Your answer must be an exact copy of every record.

(Collected data entries)
··········

//! Postgres-backed ledger store.
//!
//! ## Error Mapping
//!
//! | SQLx Error | PostgreSQL Error Code | LedgerStoreError | Scenario |
//! |------------|----------------------|------------------|----------|
//! | Database (unique violation) | `23505` | `AlreadyExists` | Second wallet for an owner |
//! | Database (check constraint violation) | `23514` | `Backend` | Negative balance or amount slipped through |
//! | Database (other) | Any other | `Backend` | Other database errors |
//! | PoolClosed | N/A | `Backend` | Connection pool was closed |
//! | Other | N/A | `Backend` | Network errors, connection failures, etc. |
//!
//! A unique violation on `wallet_transactions.reference_id` is resolved into
//! `DuplicateReference` by re-reading the recorded row.
//!
//! ## Locking
//!
//! `create_wallet` holds a transaction-scoped advisory lock and stamps
//! `created_at` at least one microsecond after the newest wallet, matching
//! the in-memory store, so `created_at` cursors never skip a row.
//!
//! `apply_entry` takes `SELECT ... FOR UPDATE` on the wallet row, so entries
//! for one wallet serialize on the database; the expected-balance check then
//! detects plans computed from a stale read.

use chrono::{DateTime, Utc};
use sqlx::{PgPool, Row};
use std::sync::Arc;
use tracing::{Span, instrument};

use walletd_core::{OwnerId, TransactionId, WalletId};
use walletd_wallet::{
    Amount, Direction, ReferenceId, StatusTransition, Transaction, TransactionStatus, Wallet,
    WalletStatus,
};

use super::r#trait::{LedgerEntry, LedgerStore, LedgerStoreError};

const SCHEMA: &str = r#"
CREATE TABLE IF NOT EXISTS wallets (
    id          UUID PRIMARY KEY,
    owner_id    TEXT NOT NULL UNIQUE,
    status      TEXT NOT NULL CHECK (status IN ('enabled', 'disabled')),
    balance     BIGINT NOT NULL CHECK (balance >= 0),
    created_at  TIMESTAMPTZ NOT NULL,
    updated_at  TIMESTAMPTZ NOT NULL
);

CREATE INDEX IF NOT EXISTS wallets_created_at_idx ON wallets (created_at);

CREATE TABLE IF NOT EXISTS wallet_transactions (
    id             UUID PRIMARY KEY,
    reference_id   TEXT NOT NULL UNIQUE,
    wallet_id      UUID NOT NULL REFERENCES wallets (id),
    direction      TEXT NOT NULL CHECK (direction IN ('deposit', 'withdraw')),
    amount         BIGINT NOT NULL CHECK (amount > 0),
    status         TEXT NOT NULL CHECK (status IN ('success', 'failed')),
    balance_after  BIGINT NOT NULL,
    actor          TEXT NOT NULL,
    created_at     TIMESTAMPTZ NOT NULL
);

CREATE INDEX IF NOT EXISTS wallet_transactions_wallet_idx
    ON wallet_transactions (wallet_id, created_at);
"#;

/// Advisory lock key held while a wallet row is inserted.
const WALLET_CREATION_LOCK: i64 = 0x7761_6c6c_6574;

const WALLET_COLUMNS: &str = "id, owner_id, status, balance, created_at, updated_at";

const TRANSACTION_COLUMNS: &str =
    "id, reference_id, wallet_id, direction, amount, status, balance_after, actor, created_at";

/// Postgres-backed ledger store.
///
/// `Send + Sync`; all access goes through the SQLx pool.
#[derive(Debug, Clone)]
pub struct PostgresLedgerStore {
    pool: Arc<PgPool>,
}

impl PostgresLedgerStore {
    pub fn new(pool: PgPool) -> Self {
        Self {
            pool: Arc::new(pool),
        }
    }

    /// Create the tables if they do not exist yet.
    pub async fn ensure_schema(&self) -> Result<(), LedgerStoreError> {
        sqlx::raw_sql(SCHEMA)
            .execute(&*self.pool)
            .await
            .map_err(|e| map_sqlx_error("ensure_schema", e))?;
        Ok(())
    }
}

··········

Task output |
//! Postgres-backed ledger store.
//!
//! ## Error Mapping
//!
//! | SQLx Error | PostgreSQL Error Code | LedgerStoreError | Scenario |
//! |------------|----------------------|------------------|----------|
//! | Database (unique violation) | `23505` | `AlreadyExists` | Second wallet for an owner |
//! | Database (check constraint violation) | `23514` | `Backend` | Negative balance or amount slipped through |
//! | Database (other) | Any other | `Backend` | Other database errors |
//! | PoolClosed | N/A | `Backend` | Connection pool was closed |
//! | Other | N/A | `Backend` | Network errors, connection failures, etc. |
//!
//! A unique violation on `wallet_transactions.reference_id` is resolved into
//! `DuplicateReference` by re-reading the recorded row.
//!
//! ## Locking
//!
//! `create_wallet` holds a transaction-scoped advisory lock and stamps
//! `created_at` at least one microsecond after the newest wallet, matching
//! the in-memory store, so `created_at` cursors never skip a row.
//!
//! `apply_entry` takes `SELECT ... FOR UPDATE` on the wallet row, so entries
//! for one wallet serialize on the database; the expected-balance check then
//! detects plans computed from a stale read.

use chrono::{DateTime, Utc};
use sqlx::{PgPool, Row};
use std::sync::Arc;
use tracing::{Span, instrument};

use walletd_core::{OwnerId, TransactionId, WalletId};
use walletd_wallet::{
    Amount, Direction, ReferenceId, StatusTransition, Transaction, TransactionStatus, Wallet,
    WalletStatus,
};

use super::r#trait::{LedgerEntry, LedgerStore, LedgerStoreError};

const SCHEMA: &str = r#"
CREATE TABLE IF NOT EXISTS wallets (
    id          UUID PRIMARY KEY,
    owner_id    TEXT NOT NULL UNIQUE,
    status      TEXT NOT NULL CHECK (status IN ('enabled', 'disabled')),
    balance     BIGINT NOT NULL CHECK (balance >= 0),
    created_at  TIMESTAMPTZ NOT NULL,
    updated_at  TIMESTAMPTZ NOT NULL
);

CREATE INDEX IF NOT EXISTS wallets_created_at_idx ON wallets (created_at);

CREATE TABLE IF NOT EXISTS wallet_transactions (
    id             UUID PRIMARY KEY,
    reference_id   TEXT NOT NULL UNIQUE,
    wallet_id      UUID NOT NULL REFERENCES wallets (id),
    direction      TEXT NOT NULL CHECK (direction IN ('deposit', 'withdraw')),
    amount         BIGINT NOT NULL CHECK (amount > 0),
    status         TEXT NOT NULL CHECK (status IN ('success', 'failed')),
    balance_after  BIGINT NOT NULL,
    actor          TEXT NOT NULL,
    created_at     TIMESTAMPTZ NOT NULL
);

CREATE INDEX IF NOT EXISTS wallet_transactions_wallet_idx
    ON wallet_transactions (wallet_id, created_at);
"#;

/// Advisory lock key held while a wallet row is inserted.
const WALLET_CREATION_LOCK: i64 = 0x7761_6c6c_6574;

const WALLET_COLUMNS: &str = "id, owner_id, status, balance, created_at, updated_at";

const TRANSACTION_COLUMNS: &str =
    "id, reference_id, wallet_id, direction, amount, status, balance_after, actor, created_at";

/// Postgres-backed ledger store.
///
/// `Send + Sync`; all access goes through the SQLx pool.
#[derive(Debug, Clone)]
pub struct PostgresLedgerStore {
    pool: Arc<PgPool>,
}

impl PostgresLedgerStore {
    pub fn new(pool: PgPool) -> Self {
        Self {
            pool: Arc::new(pool),
        }
    }

    /// Create the tables if they do not exist yet.
    pub async fn ensure_schema(&self) -> Result<(), LedgerStoreError> {
        sqlx::raw_sql(SCHEMA)
            .execute(&*self.pool)
            .await
            .map_err(|e| map_sqlx_error("ensure_schema", e))?;
        Ok(())
    }
}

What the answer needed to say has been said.